Project 1 - Image Alignment

General Overview and Approaches

The goal of this project is, given three colored channels of an image, to align them to create a single colored image. To begin, I first implemented a naive solution using the Euclidean Distance method. This single-scale implementation was mostly fine for the three small jpg images, but it was especially problematic for the large tif images. Not only were the larger images obviously not aligned properly, the runtimes were also significantly longer. I tried optimizations such as using the np library frequently to vectorize operations, but this also eventually hit a limit and still could not achieve the desired results. To improve on this for the larger images, I implemented an image pyramid to help enhance the Euclidean Distance method. This multi-scale pyramnid implementation did drastically improve the quality and runtime of the larger images, which it did not have any effect on the smaller ones. However, on close inspection, the images still had faulty edges and lines, meaning that the images, regardless of size, were still not aligned properly. To fix this, I decided to use edges as features to characterize the images, rather than usign the raw pixels. Using OpenCV's Canny Edge Detection, I was able to align the images much better than the previous two methods. For Canny Edge detection, I simply extracted the edges of the images to create a new image composed of only the edges, which I then used to input to my Euclidean Distance approach. And, combined with the image pyramid, I could still shrink the runtime while having a much larger range of search for possible alignments. In the end, I used my last approach to produce the results for all of the images.

Problems Encountered

The main problem I ran into for this project was how to best characterize the images. My first two approaches were simply using the raw pixels. However, this was clearly not accurate, as sometimes the pixel colors can be extremely misleading and end up creating a different nash equilibrium for image alignment. To fix this, I used Canny Edge Detection to use the edges of the image as its features. As shown in the results, this was a significantly better way to characterize each image, leading to much better visual results. Another problem I ran into was how to design the code.
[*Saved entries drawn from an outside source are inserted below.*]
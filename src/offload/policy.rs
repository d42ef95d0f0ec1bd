//! Offload routing policy: compiles each enabled promisor remote's filter
//! into a route rule, then matches candidate blobs against those rules in
//! order. Grounded on `lop_policy_reload_routes`/`lop_route_rule_apply_filter`/
//! `lop_match_blob` in `original_source/lop-offload.c`.

use super::BlobInfo;

/// A partial-clone filter spec, modeled directly as the small set of shapes
/// this subsystem cares about rather than a full
/// `list-objects-filter`-style grammar — that parser is an excluded
/// external collaborator (`spec.md` §1; see `SPEC_FULL.md` §4.5).
#[derive(Debug, Clone)]
pub enum FilterSpec {
    /// `blob:none` — matches every blob.
    None,
    /// `blob:limit=N` — matches blobs of at least `N` bytes.
    Limit(u64),
    /// `combine:...` — union of sub-filters.
    Combine(Vec<FilterSpec>),
    /// Any filter kind this subsystem doesn't route on.
    Other,
}

/// One promisor remote as seen by policy compilation: its name, whether the
/// host considers it a promisor (`remote.<name>.promisor` or the repo's
/// configured partial-clone remote), and its filter spec, if any.
#[derive(Debug, Clone)]
pub struct PromisorRemoteSpec {
    pub name: String,
    pub is_promisor: bool,
    pub filter: Option<FilterSpec>,
}

#[derive(Debug, Clone)]
struct RouteRule {
    remote: String,
    match_all: bool,
    size_above: Option<u64>,
}

fn apply_filter(rule: &mut RouteRule, spec: &FilterSpec) {
    match spec {
        FilterSpec::None => rule.match_all = true,
        FilterSpec::Limit(limit) => {
            if *limit == u64::MAX {
                rule.match_all = true;
            } else {
                rule.size_above = Some(*limit);
            }
        }
        FilterSpec::Combine(subs) => {
            for sub in subs {
                apply_filter(rule, sub);
            }
        }
        FilterSpec::Other => {}
    }
}

fn route_matches(rule: &RouteRule, blob: &BlobInfo) -> bool {
    if rule.match_all {
        return true;
    }
    match rule.size_above {
        Some(threshold) => blob.size >= threshold,
        None => false,
    }
}

/// Compiled routing policy for one push. Never a global: constructed fresh
/// from the current set of promisor remotes each time (`spec.md` §9).
#[derive(Debug, Clone)]
pub struct OffloadPolicy {
    enabled: bool,
    routes: Vec<RouteRule>,
}

impl OffloadPolicy {
    /// Compiles routes for every `remotes` entry that is both a promisor
    /// and carries a filter that resolves to at least one routable rule.
    /// A disabled policy compiles to no routes regardless of `remotes`.
    pub fn compile(enabled: bool, remotes: &[PromisorRemoteSpec]) -> Self {
        let mut routes = Vec::new();

        if enabled {
            for remote in remotes {
                if !remote.is_promisor {
                    continue;
                }
                let Some(filter) = &remote.filter else {
                    continue;
                };

                let mut rule = RouteRule {
                    remote: remote.name.clone(),
                    match_all: false,
                    size_above: None,
                };
                apply_filter(&mut rule, filter);

                if !rule.match_all && rule.size_above.is_none() {
                    continue;
                }
                routes.push(rule);
            }
        }

        OffloadPolicy { enabled, routes }
    }

    pub fn is_enabled(&self) -> bool {
        self.enabled
    }

    pub fn has_routes(&self) -> bool {
        !self.routes.is_empty()
    }

    /// First route whose rule matches `blob`, in configured order — mirrors
    /// `lop_match_blob`'s linear scan, first match wins.
    pub fn match_blob(&self, blob: &BlobInfo) -> Option<&str> {
        if !self.enabled {
            return None;
        }
        self.routes
            .iter()
            .find(|rule| route_matches(rule, blob))
            .map(|rule| rule.remote.as_str())
    }
}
As shown in my jupyter notebook, I ended up making everything very modular and decoupled. This way, I easily reuse code from past attempts as I tried new attempts. And, I can easily run the entire simulation in a new cell using a single line rather than pasting a significant chunk of code logic to re-run my code. The last problem I encountered was when I tried to calculate the Euclidean Distance. The formula required a nested sum, which can be written as sum( sum( [given matrix] ) ). However, this was actually a similar problem that I encountered in CS189; python's sum() function actually does not retain the floating point information very well. So, when used like this in a nested nature, this issue is amplified even more, which caused my image results to be even more faulty. To fix this issue, I just used numpy's sum() function, which is simpler, better vectorized, and is much more accurate for floating point values. This actually caused a slight improvement, but I still needed to use edge detection to get the best results in the end.

Bells and Whistles

I implemented edge detection as a way to fetch better features from the images, compared to simply using the raw pixels. As shown below for the Cathedral and Emir images, this produces a drastic improvement to the image quality.

Versions of Cathedral.jpg

These are the results from the three attempts used to align this image. The first attempt only used the Euclidean Distance method, which is a naive solution for a single-scale implementation. Because the image is fairly small, this naive approach seems to generally align the three channels fairly well. However, the cathedral in the background still looks a bit "fuzzy" since it hasn't been perfectly aligned. The second attempt used an image pyramid to help enhance the Euclidean Distance method. This did not produce any improvements, since the image is already really small; for Euclidean distance, the channels have already been aligned the best they could be, so constructing the image pyramid only helped shorten the runtime. This implies that to get a better alignment, a better method needs to be used. The third attempt swaps out the Euclidean Distance method with the Canny Edge method. And, since the image pyramid method helps reduce the runtime, I increased the depth and search range to try to find a better possible alignment. This, compared to the second attempt, did use more time, but it searched for a wider range of possible alignments because of having the pyramid. Canny Edge Detection helped more accurately represent the "features" of the image, rather than using its raw pixels to figure out how to align the channels. I also increase the depth of the pyramid to help me search for more alignments, meaning that the third attempt's runtime was longer than then second's. However, this was still less than half of the time the first attempt took, so it was fine overall. As a result, the third attempt yielded the best-looking image.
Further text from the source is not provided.